0402:cs0402016/cs0402016

1: % Template article for preprint document class `elsart'

2: % SP 2001/01/05

3:

4: \documentclass{elsart}

5:

6: % Use the option doublespacing or reviewcopy to obtain double line spacing

7: % \documentclass[doublespacing]{elsart}

8:

9: % if you use PostScript figures in your article

10: % use the graphics package for simple commands

11: % \usepackage{graphics}

12: % or use the graphicx package for more complicated commands

13: \usepackage{graphicx}

14: % or use the epsfig package if you prefer to use the old commands

15: % \usepackage{epsfig}

16:

17: % The amssymb package provides various useful mathematical symbols

18: \usepackage{amssymb}

19:

20: \begin{document}

21:

22: \begin{frontmatter}

23:

24: % Title, authors and addresses

25:

26: % use the thanksref command within \title, \author or \address for footnotes;

27: % use the corauthref command within \author for corresponding author footnotes;

28: % use the ead command for the email address,

29: % and the form \ead[url] for the home page:

30: % \title{Title\thanksref{label1}}

31: % \thanks[label1]{}

32: % \author{Name\corauthref{cor1}\thanksref{label2}}

33: % \ead{email address}

34: % \ead[url]{home page}

35: % \thanks[label2]{}

36: % \corauth[cor1]{}

37: % \address{Address\thanksref{label3}}

38: % \thanks[label3]{}

39:

40: \title{Perspects in astrophysical databases}

41:

42: % use optional labels to link authors explicitly to addresses:

43: % \author[label1,label2]{}

44: % \address[label1]{}

45: % \address[label2]{}

46:

47: \author[addr1]{Marco Frailis}

48: \author[addr2]{Alessandro De Angelis}

49: \author[addr3]{Vito Roberto}

50:

51: \address[addr1]{Dipartimento di Fisica, Universit\`a di Udine, via delle Scienze 208, 33100 Udine, Italy}

52: \address[addr2]{INFN, Sezione di Trieste, Gruppo Collegato di Udine, via delle Scienze 208, 33100 Udine, Italy}

53: \address[addr3]{Dipartimento di Matematica e Informatica, Universit\`a di Udine, via delle Scienze 208, 33100 Udine, Italy}

54:

55:

56: \begin{abstract}

57: % Text of abstract

58:   Astrophysics has become a domain extremely rich of scientific data. Data

59:   mining tools are needed for information extraction from such large datasets.

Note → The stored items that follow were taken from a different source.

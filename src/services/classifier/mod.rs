// Dialect Classifier
//
// Two interchangeable backends sit behind `StatementParser`: a lexical preview
// used by most dialects and a full-grammar parser for PostgreSQL. Both produce a
// `Parsed` value that the sink routes on and the INSERT decomposer consumes.

pub mod grammar;
pub mod insert;
pub mod preview;

use sqlparser::ast;

use crate::error::PipelineError;
use crate::models::{Classification, Dialect, DmlLevel, Insert};

pub use grammar::GrammarParser;
pub use insert::decompose;
pub use preview::PreviewParser;

/// A classified statement, with its syntax tree when a grammar produced one
#[derive(Debug, Clone)]
pub struct Parsed {
    pub origin: String,
    pub classification: Classification,
    pub ast: Option<ast::Statement>,
}

impl Parsed {
    pub fn new(origin: &str, classification: Classification) -> Self {
        Self {
            origin: origin.to_string(),
            classification,
            ast: None,
        }
    }

    pub fn with_ast(mut self, ast: ast::Statement) -> Self {
        self.ast = Some(ast);
        self
    }

    pub fn is_unknown(&self) -> bool {
        self.classification.is_unknown()
    }

    pub fn dml(&self) -> Option<DmlLevel> {
        self.classification.dml()
    }
}

/// Dialect-specific classification and INSERT decomposition
pub trait StatementParser: Send + Sync {
    fn dialect(&self) -> Dialect;

    /// Classify one statement text
    fn parse(&self, text: &str) -> Result<Parsed, PipelineError>;

    /// Split a single-session INSERT into a batching prefix and rows.
    /// None means the statement must run as written.
    fn decompose(&self, parsed: &Parsed) -> Option<Insert> {
        if parsed.dml() != Some(DmlLevel::SingleSession) {
            return None;
        }
        match &parsed.ast {
            Some(statement) => insert::decompose_statement(self.dialect(), statement),
            None => insert::decompose(self.dialect(), &parsed.origin),
        }
    }
}

/// Parser backend for a dialect
pub fn parser_for(dialect: Dialect) -> Box<dyn StatementParser> {
    match dialect {
        Dialect::PostgreSQL => Box::new(GrammarParser::new(dialect)),
        Dialect::MySQL | Dialect::SQLite | Dialect::Oracle | Dialect::SqlServer => {
            Box::new(PreviewParser::new(dialect))
        }
    }
}

/// Classify a statement with the dialect's lexical tables only; never fails
pub fn classify(dialect: Dialect, text: &str) -> Classification {
    preview::preview(dialect, text)
}

/// Drop leading whitespace and comments, keeping `/*!` conditional comments
pub(crate) fn strip_leading_comments(text: &str) -> &str {
    let mut rest = text;
    loop {
        rest = rest.trim_start();
        if rest.starts_with("--") || rest.starts_with('#') {
            rest = match rest.find('\n') {
                Some(end) => &rest[end + 1..],
                None => "",
            };
        } else if rest.starts_with("/*") && !rest.starts_with("/*!") {
            rest = match rest[2..].find("*/") {
                Some(end) => &rest[2 + end + 2..],
                None => "",
            };
        } else {
            return rest;
        }
    }
}

/// True when nothing but comments, whitespace and semicolons remain
pub(crate) fn is_blank(text: &str) -> bool {
    only_trailer(strip_leading_comments(text))
}

fn only_trailer(text: &str) -> bool {
    let mut rest = text;
    loop {
        rest = rest.trim_start();
        if rest.is_empty() {
            return true;
        }
        if let Some(after) = rest.strip_prefix(';') {
            rest = after;
        } else if rest.starts_with("--") || rest.starts_with('#') {
            rest = match rest.find('\n') {
                Some(end) => &rest[end + 1..],
                None => "",
            };
        } else if rest.starts_with("/*") && !rest.starts_with("/*!") {
            let body = &rest[2..];
            rest = match body.find("*/") {
                Some(end) => &body[end + 2..],
                None => "",
            };
        } else {
            return false;
        }
    }
}

/// First run of letters, lowercased
pub(crate) fn first_word(body: &str) -> String {
    body.trim_start_matches(|c: char| !c.is_alphabetic())
        .chars()
        .take_while(|c| c.is_alphabetic())
        .flat_map(char::to_lowercase)
        .collect()
}

/// The statement as a lowercase phrase of words separated by single spaces,
/// provided it contains nothing but words, comments and semicolons
pub(crate) fn phrase(body: &str) -> Option<String> {
    let mut words = Vec::new();
    let mut rest = body;
    loop {
        rest = rest.trim_start();
        if rest.is_empty() {
            break;
        }
        let len = rest
            .find(|c: char| !c.is_alphabetic())
            .unwrap_or(rest.len());
        if len == 0 {
            if !only_trailer(rest) {
                return None;
            }
            break;
        }
        words.push(rest[..len].to_lowercase());
        rest = &rest[len..];
    }
    Some(words.join(" "))
}
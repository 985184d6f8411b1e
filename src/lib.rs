pub mod config;
pub mod error;
pub mod models;
pub mod services;

pub use error::PipelineError;
pub use models::*;
pub use services::*;
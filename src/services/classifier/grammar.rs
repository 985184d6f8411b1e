use sqlparser::ast::Statement as Ast;
use tracing::trace;

use super::insert::parse_sql;
use super::preview::preview;
use super::{is_blank, Parsed, StatementParser};
use crate::error::PipelineError;
use crate::models::{Classification, Dialect, DmlLevel, TclLevel};

/// Full-grammar classifier; keeps the parsed tree for decomposition
#[derive(Debug, Clone)]
pub struct GrammarParser {
    dialect: Dialect,
}

impl GrammarParser {
    pub fn new(dialect: Dialect) -> Self {
        Self { dialect }
    }
}

impl StatementParser for GrammarParser {
    fn dialect(&self) -> Dialect {
        self.dialect
    }

    fn parse(&self, text: &str) -> Result<Parsed, PipelineError> {
        match parse_sql(self.dialect, text) {
            Ok(mut statements) => {
                let Some(first) = statements.first() else {
                    return Ok(Parsed::new(text, Classification::Unknown));
                };
                let classification =
                    classify_tree(first).unwrap_or_else(|| preview(self.dialect, text));
                let parsed = Parsed::new(text, classification);
                if statements.len() == 1 {
                    Ok(parsed.with_ast(statements.remove(0)))
                } else {
                    Ok(parsed)
                }
            }
            Err(e) => {
                let classification = preview(self.dialect, text);
                if classification.is_unknown() && !is_blank(text) {
                    return Err(PipelineError::parse(text, e.to_string()));
                }
                trace!("Grammar rejected statement, keyword table decided: {}", e);
                Ok(Parsed::new(text, classification))
            }
        }
    }
}

/// Classification implied by the statement kind, None for kinds left to the keyword table
fn classify_tree(statement: &Ast) -> Option<Classification> {
    let class = match statement {
        Ast::StartTransaction { .. } | Ast::Savepoint { .. } => {
            Classification::TransactionControl(TclLevel::Begin)
        }
        Ast::Commit { .. } | Ast::Rollback { .. } | Ast::ReleaseSavepoint { .. } => {
            Classification::TransactionControl(TclLevel::End)
        }
        Ast::Grant { .. } | Ast::Revoke { .. } => Classification::ControlLanguage,
        Ast::Set { .. } | Ast::Use { .. } => Classification::Manipulation(DmlLevel::MultiSession),
        Ast::Query { .. }
        | Ast::Insert { .. }
        | Ast::Update { .. }
        | Ast::Delete { .. }
        | Ast::Copy { .. }
        | Ast::Explain { .. }
        | Ast::Merge { .. } => Classification::Manipulation(DmlLevel::SingleSession),
        Ast::CreateTable { .. }
        | Ast::CreateIndex { .. }
        | Ast::CreateView { .. }
        | Ast::CreateSchema { .. }
        | Ast::CreateDatabase { .. }
        | Ast::CreateFunction { .. }
        | Ast::AlterTable { .. }
        | Ast::Drop { .. }
        | Ast::Truncate { .. } => Classification::DefinitionLanguage,
        _ => return None,
    };
    Some(class)
}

60:   This asks for an approach to data management emphasizing the efficiency and

61:   simplicity of data access; efficiency is obtained using multidimensional

62:   access methods and simplicity is achieved by properly handling metadata.

63:   Moreover, clustering and classification techniques on large datasets pose

64:   additional requirements in terms of computation and memory scalability and

65:   interpretability of results. In this study we review some possible solutions.

66: \end{abstract}

67:

68: \begin{keyword}

69: % keywords here, in the form: keyword \sep keyword

70:   Multidimensional Indexing, Data Mining, Astrophysical Databases, Data Warehousing

71: % PACS codes here, in the form: \PACS code \sep code

72: \PACS

73: \end{keyword}

74: \end{frontmatter}

75:

76: % main text

77: \section{Introduction}

78: \label{introduction}

79:

80: At present, astrophysics is a discipline in which the exponential growth and

81: heterogeneity of data require the use of data mining techniques. The primary

82: source of astronomical data are the systematic sky surveys over a wide energy

83: range (from $10^{-7}$ eV to $10^{13}$ eV). Large archives and digital sky

84: surveys with dimensions of $10^{12}$ bytes currently exist, while in the near

85: future they will reach sizes of the order of $10^{15}$ bytes.  Numerical

86: simulations are also producing comparable volumes of information.

87:

88: Several scientific research fields require to perform the analysis on multiple

89: energy spectra and consequently to get the data from different missions.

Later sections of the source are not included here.